* [Work to complete]:
Transcribe exactly the span of lines that begins the records and ends with the line holding "use sea_orm::prelude::DateTimeWithTimeZone;", both boundary lines included.

* [Saved entries]:
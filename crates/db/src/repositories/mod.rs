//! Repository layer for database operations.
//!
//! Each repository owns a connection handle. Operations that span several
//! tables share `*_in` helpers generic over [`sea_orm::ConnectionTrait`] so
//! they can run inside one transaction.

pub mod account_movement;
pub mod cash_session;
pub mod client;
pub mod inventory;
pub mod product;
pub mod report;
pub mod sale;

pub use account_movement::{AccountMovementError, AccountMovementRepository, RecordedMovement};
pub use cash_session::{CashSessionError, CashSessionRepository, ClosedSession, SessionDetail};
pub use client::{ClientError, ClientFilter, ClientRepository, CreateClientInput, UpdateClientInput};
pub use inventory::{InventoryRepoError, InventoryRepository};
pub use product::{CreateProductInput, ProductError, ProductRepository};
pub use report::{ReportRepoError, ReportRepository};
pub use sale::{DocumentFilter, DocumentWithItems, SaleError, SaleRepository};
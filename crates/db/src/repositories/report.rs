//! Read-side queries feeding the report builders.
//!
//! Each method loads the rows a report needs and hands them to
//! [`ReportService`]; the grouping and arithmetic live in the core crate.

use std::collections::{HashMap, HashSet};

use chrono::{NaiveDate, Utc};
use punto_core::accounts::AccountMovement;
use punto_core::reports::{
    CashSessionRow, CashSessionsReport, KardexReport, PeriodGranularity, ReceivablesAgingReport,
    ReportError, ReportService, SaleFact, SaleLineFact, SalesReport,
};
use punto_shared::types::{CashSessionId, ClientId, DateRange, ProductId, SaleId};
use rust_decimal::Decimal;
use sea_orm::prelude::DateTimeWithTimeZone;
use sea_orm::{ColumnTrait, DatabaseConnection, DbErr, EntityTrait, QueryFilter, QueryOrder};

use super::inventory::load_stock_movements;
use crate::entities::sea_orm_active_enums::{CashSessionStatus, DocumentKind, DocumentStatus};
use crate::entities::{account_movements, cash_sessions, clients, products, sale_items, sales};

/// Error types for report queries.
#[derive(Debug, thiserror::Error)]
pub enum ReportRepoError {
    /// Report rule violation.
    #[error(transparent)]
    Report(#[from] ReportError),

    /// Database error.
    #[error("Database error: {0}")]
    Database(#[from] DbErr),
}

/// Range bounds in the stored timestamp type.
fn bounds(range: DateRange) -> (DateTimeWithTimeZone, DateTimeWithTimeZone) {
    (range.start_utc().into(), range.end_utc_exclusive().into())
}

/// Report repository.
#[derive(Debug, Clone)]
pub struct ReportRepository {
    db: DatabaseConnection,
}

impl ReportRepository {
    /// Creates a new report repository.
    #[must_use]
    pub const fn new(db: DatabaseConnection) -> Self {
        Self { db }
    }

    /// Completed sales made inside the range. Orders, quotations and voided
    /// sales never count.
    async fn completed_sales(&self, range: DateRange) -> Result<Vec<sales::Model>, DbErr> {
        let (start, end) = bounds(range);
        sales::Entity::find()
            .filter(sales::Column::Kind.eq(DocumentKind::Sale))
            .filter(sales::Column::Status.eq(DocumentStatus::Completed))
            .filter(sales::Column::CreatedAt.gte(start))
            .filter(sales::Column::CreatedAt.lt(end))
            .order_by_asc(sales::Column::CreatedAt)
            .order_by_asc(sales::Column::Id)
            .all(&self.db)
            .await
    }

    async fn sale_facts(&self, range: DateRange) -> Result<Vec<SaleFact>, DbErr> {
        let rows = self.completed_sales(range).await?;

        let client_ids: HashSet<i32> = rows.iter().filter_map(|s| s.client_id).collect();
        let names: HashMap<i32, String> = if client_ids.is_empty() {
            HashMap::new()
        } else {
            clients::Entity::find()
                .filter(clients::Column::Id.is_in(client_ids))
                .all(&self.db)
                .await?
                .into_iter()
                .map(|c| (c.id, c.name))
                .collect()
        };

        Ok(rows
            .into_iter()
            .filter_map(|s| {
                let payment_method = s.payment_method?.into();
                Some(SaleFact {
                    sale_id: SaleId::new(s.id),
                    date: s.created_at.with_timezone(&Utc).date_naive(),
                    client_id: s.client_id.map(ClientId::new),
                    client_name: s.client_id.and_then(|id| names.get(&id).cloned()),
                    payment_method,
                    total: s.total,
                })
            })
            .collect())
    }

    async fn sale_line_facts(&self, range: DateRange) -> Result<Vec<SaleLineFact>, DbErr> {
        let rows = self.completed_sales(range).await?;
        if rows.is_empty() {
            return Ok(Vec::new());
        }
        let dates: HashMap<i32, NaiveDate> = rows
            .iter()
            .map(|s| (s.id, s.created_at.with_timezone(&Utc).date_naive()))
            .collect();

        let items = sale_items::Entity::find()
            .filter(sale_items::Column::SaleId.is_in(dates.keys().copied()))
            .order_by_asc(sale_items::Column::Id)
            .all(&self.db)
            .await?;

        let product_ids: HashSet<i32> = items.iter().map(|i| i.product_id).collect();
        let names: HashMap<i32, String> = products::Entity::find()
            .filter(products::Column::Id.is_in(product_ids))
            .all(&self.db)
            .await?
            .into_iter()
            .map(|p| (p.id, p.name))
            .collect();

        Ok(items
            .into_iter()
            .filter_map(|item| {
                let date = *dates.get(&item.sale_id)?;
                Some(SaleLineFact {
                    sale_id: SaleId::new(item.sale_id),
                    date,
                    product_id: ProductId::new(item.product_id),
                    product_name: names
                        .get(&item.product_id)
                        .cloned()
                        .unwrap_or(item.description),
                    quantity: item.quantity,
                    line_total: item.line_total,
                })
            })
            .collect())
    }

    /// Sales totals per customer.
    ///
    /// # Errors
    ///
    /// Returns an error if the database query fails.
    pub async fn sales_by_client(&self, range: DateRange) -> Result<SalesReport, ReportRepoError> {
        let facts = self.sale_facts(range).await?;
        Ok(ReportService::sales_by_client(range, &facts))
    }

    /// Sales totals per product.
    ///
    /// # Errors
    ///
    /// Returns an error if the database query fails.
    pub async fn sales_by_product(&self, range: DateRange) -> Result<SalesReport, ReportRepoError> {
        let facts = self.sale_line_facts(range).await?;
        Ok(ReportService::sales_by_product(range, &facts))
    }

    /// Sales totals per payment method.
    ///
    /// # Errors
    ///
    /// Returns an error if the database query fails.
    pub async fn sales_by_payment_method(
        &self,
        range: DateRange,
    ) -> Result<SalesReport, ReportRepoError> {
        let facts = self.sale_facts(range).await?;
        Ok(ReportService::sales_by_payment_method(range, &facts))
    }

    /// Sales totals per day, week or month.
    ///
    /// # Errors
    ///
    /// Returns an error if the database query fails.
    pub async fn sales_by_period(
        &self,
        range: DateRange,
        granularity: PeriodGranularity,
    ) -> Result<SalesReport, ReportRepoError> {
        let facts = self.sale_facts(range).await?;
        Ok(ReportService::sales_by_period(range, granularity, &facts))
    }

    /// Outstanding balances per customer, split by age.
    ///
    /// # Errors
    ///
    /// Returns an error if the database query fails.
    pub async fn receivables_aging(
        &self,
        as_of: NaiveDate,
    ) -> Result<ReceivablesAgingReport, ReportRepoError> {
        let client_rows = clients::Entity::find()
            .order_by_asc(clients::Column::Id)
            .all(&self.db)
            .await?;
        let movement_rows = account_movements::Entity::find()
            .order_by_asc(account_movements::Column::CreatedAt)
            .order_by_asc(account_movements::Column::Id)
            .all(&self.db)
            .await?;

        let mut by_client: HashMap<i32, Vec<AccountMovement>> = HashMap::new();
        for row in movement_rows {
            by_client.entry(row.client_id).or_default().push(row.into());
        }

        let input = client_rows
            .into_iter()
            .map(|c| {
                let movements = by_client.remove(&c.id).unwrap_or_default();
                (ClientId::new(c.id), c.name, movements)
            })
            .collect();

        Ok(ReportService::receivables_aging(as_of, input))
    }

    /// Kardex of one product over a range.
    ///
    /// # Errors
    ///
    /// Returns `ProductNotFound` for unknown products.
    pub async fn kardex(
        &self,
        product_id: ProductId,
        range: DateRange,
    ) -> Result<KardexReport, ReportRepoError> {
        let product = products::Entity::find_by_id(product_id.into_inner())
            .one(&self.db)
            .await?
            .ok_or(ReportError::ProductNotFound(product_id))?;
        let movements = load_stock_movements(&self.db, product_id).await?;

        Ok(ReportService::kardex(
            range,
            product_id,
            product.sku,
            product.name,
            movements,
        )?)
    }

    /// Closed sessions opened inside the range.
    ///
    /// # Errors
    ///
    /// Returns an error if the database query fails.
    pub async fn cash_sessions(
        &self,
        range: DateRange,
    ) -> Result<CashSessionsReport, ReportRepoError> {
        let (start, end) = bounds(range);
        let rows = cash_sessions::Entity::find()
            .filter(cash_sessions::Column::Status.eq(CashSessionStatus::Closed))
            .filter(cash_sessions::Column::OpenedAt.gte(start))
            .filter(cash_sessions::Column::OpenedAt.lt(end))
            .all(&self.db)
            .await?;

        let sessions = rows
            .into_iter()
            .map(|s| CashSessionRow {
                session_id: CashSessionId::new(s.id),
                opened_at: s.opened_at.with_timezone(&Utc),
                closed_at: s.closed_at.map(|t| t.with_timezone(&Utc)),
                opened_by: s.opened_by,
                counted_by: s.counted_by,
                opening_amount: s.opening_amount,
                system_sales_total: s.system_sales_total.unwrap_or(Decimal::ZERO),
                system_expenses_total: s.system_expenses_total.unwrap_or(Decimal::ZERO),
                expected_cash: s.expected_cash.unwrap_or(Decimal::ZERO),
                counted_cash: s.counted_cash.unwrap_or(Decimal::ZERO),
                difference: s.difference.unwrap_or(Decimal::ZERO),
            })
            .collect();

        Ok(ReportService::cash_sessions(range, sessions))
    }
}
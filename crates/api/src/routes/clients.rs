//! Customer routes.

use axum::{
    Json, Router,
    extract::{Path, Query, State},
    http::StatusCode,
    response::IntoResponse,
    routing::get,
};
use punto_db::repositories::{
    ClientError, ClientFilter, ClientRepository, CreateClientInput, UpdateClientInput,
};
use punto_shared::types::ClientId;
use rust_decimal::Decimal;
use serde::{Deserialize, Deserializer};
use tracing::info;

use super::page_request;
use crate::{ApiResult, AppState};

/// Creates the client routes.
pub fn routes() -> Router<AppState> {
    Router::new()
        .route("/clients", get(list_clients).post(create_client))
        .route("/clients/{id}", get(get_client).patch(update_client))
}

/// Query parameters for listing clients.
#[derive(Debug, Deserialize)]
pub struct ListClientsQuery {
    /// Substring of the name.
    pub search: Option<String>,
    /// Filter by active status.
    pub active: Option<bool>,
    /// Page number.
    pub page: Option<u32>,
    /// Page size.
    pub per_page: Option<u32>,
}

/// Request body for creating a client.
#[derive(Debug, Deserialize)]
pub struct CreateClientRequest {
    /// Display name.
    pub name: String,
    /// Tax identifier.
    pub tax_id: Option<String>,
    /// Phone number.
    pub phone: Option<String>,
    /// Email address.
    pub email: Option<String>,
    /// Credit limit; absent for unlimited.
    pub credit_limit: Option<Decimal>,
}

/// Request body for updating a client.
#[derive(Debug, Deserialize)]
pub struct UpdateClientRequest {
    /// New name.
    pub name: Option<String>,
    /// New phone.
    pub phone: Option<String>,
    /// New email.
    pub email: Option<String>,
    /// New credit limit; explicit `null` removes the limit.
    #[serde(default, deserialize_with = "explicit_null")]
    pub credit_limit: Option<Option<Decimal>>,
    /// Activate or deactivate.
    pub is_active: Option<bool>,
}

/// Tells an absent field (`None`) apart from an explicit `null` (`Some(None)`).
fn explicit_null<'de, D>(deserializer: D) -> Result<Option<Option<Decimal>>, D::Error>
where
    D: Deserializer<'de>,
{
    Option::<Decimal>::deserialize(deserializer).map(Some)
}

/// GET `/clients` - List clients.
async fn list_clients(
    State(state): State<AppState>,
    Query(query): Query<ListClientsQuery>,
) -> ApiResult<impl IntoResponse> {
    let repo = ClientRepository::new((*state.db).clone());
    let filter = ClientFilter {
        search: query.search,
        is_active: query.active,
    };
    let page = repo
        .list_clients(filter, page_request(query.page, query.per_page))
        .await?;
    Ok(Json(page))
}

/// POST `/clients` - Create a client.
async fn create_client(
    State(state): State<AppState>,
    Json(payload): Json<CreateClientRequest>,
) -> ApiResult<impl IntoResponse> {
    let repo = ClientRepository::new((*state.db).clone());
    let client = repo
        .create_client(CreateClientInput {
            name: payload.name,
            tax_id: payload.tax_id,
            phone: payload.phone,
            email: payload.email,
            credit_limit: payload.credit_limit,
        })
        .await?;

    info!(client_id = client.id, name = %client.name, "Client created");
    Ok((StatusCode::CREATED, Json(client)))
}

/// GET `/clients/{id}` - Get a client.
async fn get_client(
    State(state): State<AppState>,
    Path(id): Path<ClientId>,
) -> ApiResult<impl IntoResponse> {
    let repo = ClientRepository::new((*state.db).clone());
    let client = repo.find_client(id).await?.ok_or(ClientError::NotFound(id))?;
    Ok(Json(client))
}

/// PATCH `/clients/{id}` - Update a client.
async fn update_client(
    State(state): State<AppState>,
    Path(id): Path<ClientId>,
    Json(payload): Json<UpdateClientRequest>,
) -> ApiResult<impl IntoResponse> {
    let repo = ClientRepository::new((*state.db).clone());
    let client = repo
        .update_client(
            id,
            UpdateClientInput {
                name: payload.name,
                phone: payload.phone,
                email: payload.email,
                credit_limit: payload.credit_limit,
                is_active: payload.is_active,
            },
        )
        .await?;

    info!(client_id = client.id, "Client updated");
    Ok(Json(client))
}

* [Written response]:
filename crates/db/src/repositories/mod.rs
//! Repository layer for database operations.
//!
//! Each repository owns a connection handle. Operations that span several
//! tables share `*_in` helpers generic over [`sea_orm::ConnectionTrait`] so
//! they can run inside one transaction.

pub mod account_movement;
pub mod cash_session;
pub mod client;
pub mod inventory;
pub mod product;
pub mod report;
pub mod sale;

pub use account_movement::{AccountMovementError, AccountMovementRepository, RecordedMovement};
pub use cash_session::{CashSessionError, CashSessionRepository, ClosedSession, SessionDetail};
pub use client::{ClientError, ClientFilter, ClientRepository, CreateClientInput, UpdateClientInput};
pub use inventory::{InventoryRepoError, InventoryRepository};
pub use product::{CreateProductInput, ProductError, ProductRepository};
pub use report::{ReportRepoError, ReportRepository};
pub use sale::{DocumentFilter, DocumentWithItems, SaleError, SaleRepository};
filename crates/db/src/repositories/report.rs
//! Read-side queries feeding the report builders.
//!
//! Each method loads the rows a report needs and hands them to
//! [`ReportService`]; the grouping and arithmetic live in the core crate.

use std::collections::{HashMap, HashSet};

use chrono::{NaiveDate, Utc};
use punto_core::accounts::AccountMovement;
use punto_core::reports::{
    CashSessionRow, CashSessionsReport, KardexReport, PeriodGranularity, ReceivablesAgingReport,
    ReportError, ReportService, SaleFact, SaleLineFact, SalesReport,
};
use punto_shared::types::{CashSessionId, ClientId, DateRange, ProductId, SaleId};
use rust_decimal::Decimal;
use sea_orm::prelude::DateTimeWithTimeZone;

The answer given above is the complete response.